(Beginning of Raw data)
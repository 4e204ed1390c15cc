//! Saga persistence adapter contract.
//!
//! A [`SagaClientFactory`] hands out one long-lived storage client per saga
//! type. When the storage engine reserves an identity field whose name
//! differs from the saga's correlation field, the client is built with a
//! [`DocumentSerializer`] that aliases one to the other, so saga state can be
//! stored without changing the domain model.
//!
//! Specific storage engines are provided in separate crates.
#![warn(missing_docs)]
#![warn(clippy::all)]
#![warn(clippy::pedantic)]
#![warn(clippy::nursery)]

mod client;
mod config;
mod correlation;
mod error;
mod factory;
mod saga;
mod serializer;

pub use client::{BoxError, ClientBuilder, ClientOptions, StorageClient, StorageClientError};
pub use config::{DEFAULT_REQUEST_TIMEOUT, FactoryConfig};
pub use correlation::{CorrelationField, CorrelationResolver};
pub use error::{Error, ErrorKind};
pub use factory::{SagaClientFactory, SingleEndpointClientFactory};
pub use saga::Saga;
pub use serializer::{DocumentSerializer, FieldRename};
(End of Raw data)
→ **Task brief**
All that belongs in the answer is the run of lines above from the line containing "persistence adapter contract." through the line containing "state can be", exactly as written.

→ **Answer box**
//! Saga persistence adapter contract.
//!
//! A [`SagaClientFactory`] hands out one long-lived storage client per saga
//! type. When the storage engine reserves an identity field whose name
//! differs from the saga's correlation field, the client is built with a
//! [`DocumentSerializer`] that aliases one to the other, so saga state can be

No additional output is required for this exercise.